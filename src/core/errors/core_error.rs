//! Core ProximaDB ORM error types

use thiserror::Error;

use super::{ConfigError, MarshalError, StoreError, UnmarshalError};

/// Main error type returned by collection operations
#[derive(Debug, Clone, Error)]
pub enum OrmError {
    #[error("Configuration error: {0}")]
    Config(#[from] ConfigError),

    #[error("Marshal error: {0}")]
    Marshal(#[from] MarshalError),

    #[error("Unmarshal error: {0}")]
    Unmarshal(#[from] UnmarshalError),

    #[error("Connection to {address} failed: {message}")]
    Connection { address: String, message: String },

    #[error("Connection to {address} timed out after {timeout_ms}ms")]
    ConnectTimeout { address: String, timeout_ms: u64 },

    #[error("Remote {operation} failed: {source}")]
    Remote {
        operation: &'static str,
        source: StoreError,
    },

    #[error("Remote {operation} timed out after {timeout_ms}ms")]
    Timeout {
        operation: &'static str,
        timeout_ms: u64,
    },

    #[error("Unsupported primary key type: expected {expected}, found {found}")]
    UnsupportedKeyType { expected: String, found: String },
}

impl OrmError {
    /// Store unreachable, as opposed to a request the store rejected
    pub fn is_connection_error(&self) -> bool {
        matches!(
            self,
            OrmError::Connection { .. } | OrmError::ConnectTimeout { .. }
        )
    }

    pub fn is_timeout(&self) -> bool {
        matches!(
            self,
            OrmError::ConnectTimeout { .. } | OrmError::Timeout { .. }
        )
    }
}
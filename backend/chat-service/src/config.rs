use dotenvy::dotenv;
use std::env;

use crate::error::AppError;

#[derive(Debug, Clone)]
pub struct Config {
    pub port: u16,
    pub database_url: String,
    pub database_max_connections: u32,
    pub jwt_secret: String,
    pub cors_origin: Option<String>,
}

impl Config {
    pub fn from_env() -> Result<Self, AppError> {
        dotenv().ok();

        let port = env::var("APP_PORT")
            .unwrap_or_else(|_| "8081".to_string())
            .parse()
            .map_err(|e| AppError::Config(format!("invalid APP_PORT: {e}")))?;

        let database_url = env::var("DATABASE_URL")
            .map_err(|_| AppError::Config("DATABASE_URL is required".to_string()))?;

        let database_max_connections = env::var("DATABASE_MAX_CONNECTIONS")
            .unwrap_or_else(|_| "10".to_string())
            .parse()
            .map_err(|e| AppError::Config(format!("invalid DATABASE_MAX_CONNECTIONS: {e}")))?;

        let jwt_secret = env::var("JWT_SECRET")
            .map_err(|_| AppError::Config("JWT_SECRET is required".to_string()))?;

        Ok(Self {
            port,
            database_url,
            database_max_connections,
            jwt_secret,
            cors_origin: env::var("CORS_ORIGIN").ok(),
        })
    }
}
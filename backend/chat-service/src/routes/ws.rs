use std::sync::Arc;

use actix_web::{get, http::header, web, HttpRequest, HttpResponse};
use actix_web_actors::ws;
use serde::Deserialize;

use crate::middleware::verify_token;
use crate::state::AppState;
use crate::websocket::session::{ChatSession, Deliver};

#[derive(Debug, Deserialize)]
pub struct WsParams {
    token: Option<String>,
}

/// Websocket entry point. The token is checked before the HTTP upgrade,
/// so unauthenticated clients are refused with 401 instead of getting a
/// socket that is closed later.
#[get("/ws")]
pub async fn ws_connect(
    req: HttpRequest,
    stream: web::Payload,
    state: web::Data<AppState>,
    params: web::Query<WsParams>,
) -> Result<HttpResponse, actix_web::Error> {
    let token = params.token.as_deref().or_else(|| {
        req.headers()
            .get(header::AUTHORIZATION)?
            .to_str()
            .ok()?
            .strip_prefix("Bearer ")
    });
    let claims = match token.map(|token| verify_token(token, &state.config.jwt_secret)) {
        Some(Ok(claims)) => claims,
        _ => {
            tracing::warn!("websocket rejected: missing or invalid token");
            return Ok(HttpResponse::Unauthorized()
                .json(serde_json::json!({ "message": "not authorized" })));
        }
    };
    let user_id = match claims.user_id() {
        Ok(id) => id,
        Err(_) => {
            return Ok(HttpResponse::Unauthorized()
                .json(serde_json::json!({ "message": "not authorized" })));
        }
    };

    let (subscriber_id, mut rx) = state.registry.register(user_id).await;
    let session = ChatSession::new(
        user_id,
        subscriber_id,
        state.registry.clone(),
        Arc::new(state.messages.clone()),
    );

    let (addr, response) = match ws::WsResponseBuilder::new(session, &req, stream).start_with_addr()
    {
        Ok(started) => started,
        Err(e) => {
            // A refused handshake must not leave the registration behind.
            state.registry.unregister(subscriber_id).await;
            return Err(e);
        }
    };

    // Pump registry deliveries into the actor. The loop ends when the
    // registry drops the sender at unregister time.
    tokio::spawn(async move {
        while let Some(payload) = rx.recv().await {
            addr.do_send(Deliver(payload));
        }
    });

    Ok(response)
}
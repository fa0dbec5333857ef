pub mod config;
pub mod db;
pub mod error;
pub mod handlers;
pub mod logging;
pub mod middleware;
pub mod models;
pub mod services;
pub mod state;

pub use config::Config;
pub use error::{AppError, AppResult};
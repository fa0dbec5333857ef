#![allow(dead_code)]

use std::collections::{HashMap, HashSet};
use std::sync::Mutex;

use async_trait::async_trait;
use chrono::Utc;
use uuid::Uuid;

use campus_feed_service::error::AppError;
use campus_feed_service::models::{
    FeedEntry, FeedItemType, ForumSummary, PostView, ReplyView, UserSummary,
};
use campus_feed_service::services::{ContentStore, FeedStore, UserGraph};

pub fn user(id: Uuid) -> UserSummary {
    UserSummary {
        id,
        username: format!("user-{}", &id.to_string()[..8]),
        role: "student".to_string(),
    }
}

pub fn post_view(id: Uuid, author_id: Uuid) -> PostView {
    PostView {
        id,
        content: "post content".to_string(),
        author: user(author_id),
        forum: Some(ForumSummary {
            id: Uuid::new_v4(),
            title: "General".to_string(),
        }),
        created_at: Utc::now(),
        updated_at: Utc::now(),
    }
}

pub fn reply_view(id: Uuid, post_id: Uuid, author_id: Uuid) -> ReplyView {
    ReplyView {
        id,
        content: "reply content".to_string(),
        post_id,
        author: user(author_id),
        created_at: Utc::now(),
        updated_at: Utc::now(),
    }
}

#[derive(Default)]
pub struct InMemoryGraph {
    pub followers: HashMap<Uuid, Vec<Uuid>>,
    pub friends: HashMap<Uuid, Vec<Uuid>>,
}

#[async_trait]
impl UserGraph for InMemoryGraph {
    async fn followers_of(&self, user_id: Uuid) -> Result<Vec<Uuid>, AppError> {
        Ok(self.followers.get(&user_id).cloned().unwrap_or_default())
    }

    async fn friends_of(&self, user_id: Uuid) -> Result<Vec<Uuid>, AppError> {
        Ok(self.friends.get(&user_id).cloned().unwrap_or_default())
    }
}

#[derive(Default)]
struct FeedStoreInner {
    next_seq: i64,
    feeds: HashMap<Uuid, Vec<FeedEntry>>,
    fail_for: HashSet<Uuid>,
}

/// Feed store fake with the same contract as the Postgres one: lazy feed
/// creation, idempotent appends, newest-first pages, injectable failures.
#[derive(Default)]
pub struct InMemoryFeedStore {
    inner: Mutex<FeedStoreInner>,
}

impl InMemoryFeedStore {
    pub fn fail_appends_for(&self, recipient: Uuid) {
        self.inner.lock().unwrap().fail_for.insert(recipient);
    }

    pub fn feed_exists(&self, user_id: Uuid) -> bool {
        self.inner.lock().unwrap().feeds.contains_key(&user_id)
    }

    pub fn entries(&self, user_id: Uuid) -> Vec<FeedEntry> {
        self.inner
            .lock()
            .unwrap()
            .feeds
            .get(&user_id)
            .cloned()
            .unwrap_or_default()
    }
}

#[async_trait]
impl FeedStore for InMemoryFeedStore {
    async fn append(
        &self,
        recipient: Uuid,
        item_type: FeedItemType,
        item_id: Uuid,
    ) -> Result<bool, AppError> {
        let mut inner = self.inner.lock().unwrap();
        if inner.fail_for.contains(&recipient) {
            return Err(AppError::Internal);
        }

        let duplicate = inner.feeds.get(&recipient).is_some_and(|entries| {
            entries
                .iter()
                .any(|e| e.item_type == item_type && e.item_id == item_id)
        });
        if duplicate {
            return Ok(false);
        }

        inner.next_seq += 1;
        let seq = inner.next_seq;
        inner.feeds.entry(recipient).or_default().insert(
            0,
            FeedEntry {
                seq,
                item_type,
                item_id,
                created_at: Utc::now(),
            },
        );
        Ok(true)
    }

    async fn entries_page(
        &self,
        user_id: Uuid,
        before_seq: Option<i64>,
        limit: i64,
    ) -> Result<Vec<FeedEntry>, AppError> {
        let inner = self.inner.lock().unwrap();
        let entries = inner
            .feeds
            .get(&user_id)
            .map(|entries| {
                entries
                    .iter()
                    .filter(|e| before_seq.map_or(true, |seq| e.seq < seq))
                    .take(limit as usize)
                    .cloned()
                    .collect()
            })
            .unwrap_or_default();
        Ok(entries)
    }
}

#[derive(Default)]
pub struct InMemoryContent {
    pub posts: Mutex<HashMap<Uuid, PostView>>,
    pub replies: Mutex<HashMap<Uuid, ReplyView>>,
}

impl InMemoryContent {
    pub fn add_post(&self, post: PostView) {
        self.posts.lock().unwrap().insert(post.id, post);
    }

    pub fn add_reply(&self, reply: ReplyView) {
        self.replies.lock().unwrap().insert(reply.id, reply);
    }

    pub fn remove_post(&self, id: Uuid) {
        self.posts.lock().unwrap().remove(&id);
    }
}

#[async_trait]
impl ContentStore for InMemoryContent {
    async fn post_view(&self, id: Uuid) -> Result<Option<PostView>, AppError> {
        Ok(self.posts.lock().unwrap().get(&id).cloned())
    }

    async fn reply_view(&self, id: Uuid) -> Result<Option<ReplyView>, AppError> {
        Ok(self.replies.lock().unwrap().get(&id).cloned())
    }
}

━━━━━━

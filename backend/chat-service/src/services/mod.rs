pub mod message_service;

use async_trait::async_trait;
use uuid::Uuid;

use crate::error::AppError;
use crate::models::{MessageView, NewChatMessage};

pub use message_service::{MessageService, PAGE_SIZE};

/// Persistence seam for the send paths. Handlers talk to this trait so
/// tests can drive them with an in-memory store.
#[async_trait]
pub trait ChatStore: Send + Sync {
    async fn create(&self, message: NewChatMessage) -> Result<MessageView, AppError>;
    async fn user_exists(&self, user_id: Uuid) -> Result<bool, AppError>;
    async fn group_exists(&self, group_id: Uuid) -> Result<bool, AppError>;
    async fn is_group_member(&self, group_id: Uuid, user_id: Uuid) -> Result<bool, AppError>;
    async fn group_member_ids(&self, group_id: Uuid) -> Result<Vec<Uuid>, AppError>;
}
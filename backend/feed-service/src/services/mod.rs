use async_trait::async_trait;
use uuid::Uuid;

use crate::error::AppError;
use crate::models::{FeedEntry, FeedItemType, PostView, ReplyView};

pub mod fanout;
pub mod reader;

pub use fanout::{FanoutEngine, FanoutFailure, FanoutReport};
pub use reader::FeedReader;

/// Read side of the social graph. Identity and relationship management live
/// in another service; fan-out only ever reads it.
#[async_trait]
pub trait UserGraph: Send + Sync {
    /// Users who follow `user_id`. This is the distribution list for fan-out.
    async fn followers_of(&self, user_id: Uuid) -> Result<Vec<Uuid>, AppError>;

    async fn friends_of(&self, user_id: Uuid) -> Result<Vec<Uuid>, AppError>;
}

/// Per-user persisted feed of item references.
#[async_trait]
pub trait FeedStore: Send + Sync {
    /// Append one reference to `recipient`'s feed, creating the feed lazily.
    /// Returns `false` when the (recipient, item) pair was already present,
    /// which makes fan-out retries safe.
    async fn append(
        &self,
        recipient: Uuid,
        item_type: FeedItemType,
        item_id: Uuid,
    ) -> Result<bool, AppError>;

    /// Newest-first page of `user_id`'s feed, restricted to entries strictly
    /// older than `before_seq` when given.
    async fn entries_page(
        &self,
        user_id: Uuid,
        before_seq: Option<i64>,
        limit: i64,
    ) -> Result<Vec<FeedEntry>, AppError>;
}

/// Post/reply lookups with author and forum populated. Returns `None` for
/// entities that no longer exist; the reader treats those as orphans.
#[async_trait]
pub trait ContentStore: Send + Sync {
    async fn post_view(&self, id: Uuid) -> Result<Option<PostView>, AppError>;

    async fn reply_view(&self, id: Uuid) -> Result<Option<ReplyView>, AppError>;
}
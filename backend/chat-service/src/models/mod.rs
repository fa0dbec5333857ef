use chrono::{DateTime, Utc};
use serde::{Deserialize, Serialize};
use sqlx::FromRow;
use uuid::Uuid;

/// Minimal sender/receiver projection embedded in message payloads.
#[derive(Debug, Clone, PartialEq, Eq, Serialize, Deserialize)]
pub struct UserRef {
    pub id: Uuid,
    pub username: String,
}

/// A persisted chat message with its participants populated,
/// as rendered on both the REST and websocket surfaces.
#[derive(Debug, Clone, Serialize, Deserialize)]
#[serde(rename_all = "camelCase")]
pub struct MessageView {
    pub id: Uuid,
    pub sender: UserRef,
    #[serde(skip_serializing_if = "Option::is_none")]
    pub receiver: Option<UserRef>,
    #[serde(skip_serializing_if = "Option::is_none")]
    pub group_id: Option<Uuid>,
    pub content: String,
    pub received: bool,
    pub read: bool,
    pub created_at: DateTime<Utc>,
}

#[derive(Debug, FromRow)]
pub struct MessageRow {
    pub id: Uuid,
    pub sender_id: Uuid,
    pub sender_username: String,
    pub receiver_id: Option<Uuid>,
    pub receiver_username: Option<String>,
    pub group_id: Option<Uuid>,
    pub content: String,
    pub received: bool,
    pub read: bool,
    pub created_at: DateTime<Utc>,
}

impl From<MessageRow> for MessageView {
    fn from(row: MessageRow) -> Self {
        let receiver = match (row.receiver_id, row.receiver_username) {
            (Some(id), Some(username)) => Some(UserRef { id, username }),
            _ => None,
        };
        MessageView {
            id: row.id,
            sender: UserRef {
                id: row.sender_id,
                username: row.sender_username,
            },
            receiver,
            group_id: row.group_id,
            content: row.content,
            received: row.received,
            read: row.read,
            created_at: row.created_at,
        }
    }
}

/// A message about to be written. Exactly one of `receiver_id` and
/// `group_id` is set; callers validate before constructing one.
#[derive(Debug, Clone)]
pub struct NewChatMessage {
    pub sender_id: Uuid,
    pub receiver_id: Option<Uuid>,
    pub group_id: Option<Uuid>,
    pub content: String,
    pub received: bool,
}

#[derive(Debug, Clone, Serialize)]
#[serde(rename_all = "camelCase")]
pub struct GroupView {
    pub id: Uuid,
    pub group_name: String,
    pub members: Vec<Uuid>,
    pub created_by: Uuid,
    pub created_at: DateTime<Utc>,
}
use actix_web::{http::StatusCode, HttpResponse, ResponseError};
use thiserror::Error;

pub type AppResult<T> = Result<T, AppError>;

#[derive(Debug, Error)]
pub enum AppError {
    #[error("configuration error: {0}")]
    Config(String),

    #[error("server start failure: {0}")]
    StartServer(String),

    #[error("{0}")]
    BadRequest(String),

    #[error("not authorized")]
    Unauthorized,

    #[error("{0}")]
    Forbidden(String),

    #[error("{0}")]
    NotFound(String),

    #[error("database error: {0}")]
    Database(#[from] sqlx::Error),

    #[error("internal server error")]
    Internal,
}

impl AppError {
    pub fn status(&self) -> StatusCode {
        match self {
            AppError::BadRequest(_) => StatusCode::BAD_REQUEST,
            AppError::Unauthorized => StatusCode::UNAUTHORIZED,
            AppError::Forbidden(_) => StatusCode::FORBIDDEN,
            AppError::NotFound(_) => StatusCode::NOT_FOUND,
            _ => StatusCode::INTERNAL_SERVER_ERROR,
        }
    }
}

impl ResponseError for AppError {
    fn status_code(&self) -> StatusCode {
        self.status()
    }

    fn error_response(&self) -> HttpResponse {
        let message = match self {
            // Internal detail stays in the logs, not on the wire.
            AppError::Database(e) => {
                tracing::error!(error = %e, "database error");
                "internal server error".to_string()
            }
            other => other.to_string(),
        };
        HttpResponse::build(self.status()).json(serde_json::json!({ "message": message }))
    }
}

━━━━━━

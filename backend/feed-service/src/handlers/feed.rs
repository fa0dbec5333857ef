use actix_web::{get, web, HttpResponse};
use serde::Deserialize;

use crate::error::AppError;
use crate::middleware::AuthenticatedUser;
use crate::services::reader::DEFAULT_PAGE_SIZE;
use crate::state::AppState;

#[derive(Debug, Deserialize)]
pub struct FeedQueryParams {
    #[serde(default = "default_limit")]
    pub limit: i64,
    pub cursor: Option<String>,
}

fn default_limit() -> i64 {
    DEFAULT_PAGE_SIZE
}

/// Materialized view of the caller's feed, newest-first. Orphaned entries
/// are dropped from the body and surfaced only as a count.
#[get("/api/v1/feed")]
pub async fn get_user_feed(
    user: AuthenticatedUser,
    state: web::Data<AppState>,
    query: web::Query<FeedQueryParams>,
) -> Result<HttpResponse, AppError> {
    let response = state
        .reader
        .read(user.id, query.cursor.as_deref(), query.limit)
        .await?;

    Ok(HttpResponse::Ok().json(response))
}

━━━━━━

# Exercise objective
Output exactly the lines of the material above from the one containing "the (recipient, item)" up to and including the one containing "let receiver = match".

# Written reply
    /// Returns `false` when the (recipient, item) pair was already present,
    /// which makes fan-out retries safe.
    async fn append(
        &self,
        recipient: Uuid,
        item_type: FeedItemType,
        item_id: Uuid,
    ) -> Result<bool, AppError>;

    /// Newest-first page of `user_id`'s feed, restricted to entries strictly
    /// older than `before_seq` when given.
    async fn entries_page(
        &self,
        user_id: Uuid,
        before_seq: Option<i64>,
        limit: i64,
    ) -> Result<Vec<FeedEntry>, AppError>;
}

/// Post/reply lookups with author and forum populated. Returns `None` for
/// entities that no longer exist; the reader treats those as orphans.
#[async_trait]
pub trait ContentStore: Send + Sync {
    async fn post_view(&self, id: Uuid) -> Result<Option<PostView>, AppError>;

    async fn reply_view(&self, id: Uuid) -> Result<Option<ReplyView>, AppError>;
}
filename backend/chat-service/src/models/mod.rs
repository fa0dbec5333857ef
use chrono::{DateTime, Utc};
use serde::{Deserialize, Serialize};
use sqlx::FromRow;
use uuid::Uuid;

/// Minimal sender/receiver projection embedded in message payloads.
#[derive(Debug, Clone, PartialEq, Eq, Serialize, Deserialize)]
pub struct UserRef {
    pub id: Uuid,
    pub username: String,
}

/// A persisted chat message with its participants populated,
/// as rendered on both the REST and websocket surfaces.
#[derive(Debug, Clone, Serialize, Deserialize)]
#[serde(rename_all = "camelCase")]
pub struct MessageView {
    pub id: Uuid,
    pub sender: UserRef,
    #[serde(skip_serializing_if = "Option::is_none")]
    pub receiver: Option<UserRef>,
    #[serde(skip_serializing_if = "Option::is_none")]
    pub group_id: Option<Uuid>,
    pub content: String,
    pub received: bool,
    pub read: bool,
    pub created_at: DateTime<Utc>,
}

#[derive(Debug, FromRow)]
pub struct MessageRow {
    pub id: Uuid,
    pub sender_id: Uuid,
    pub sender_username: String,
    pub receiver_id: Option<Uuid>,
    pub receiver_username: Option<String>,
    pub group_id: Option<Uuid>,
    pub content: String,
    pub received: bool,
    pub read: bool,
    pub created_at: DateTime<Utc>,
}

impl From<MessageRow> for MessageView {
    fn from(row: MessageRow) -> Self {
        let receiver = match (row.receiver_id, row.receiver_username) {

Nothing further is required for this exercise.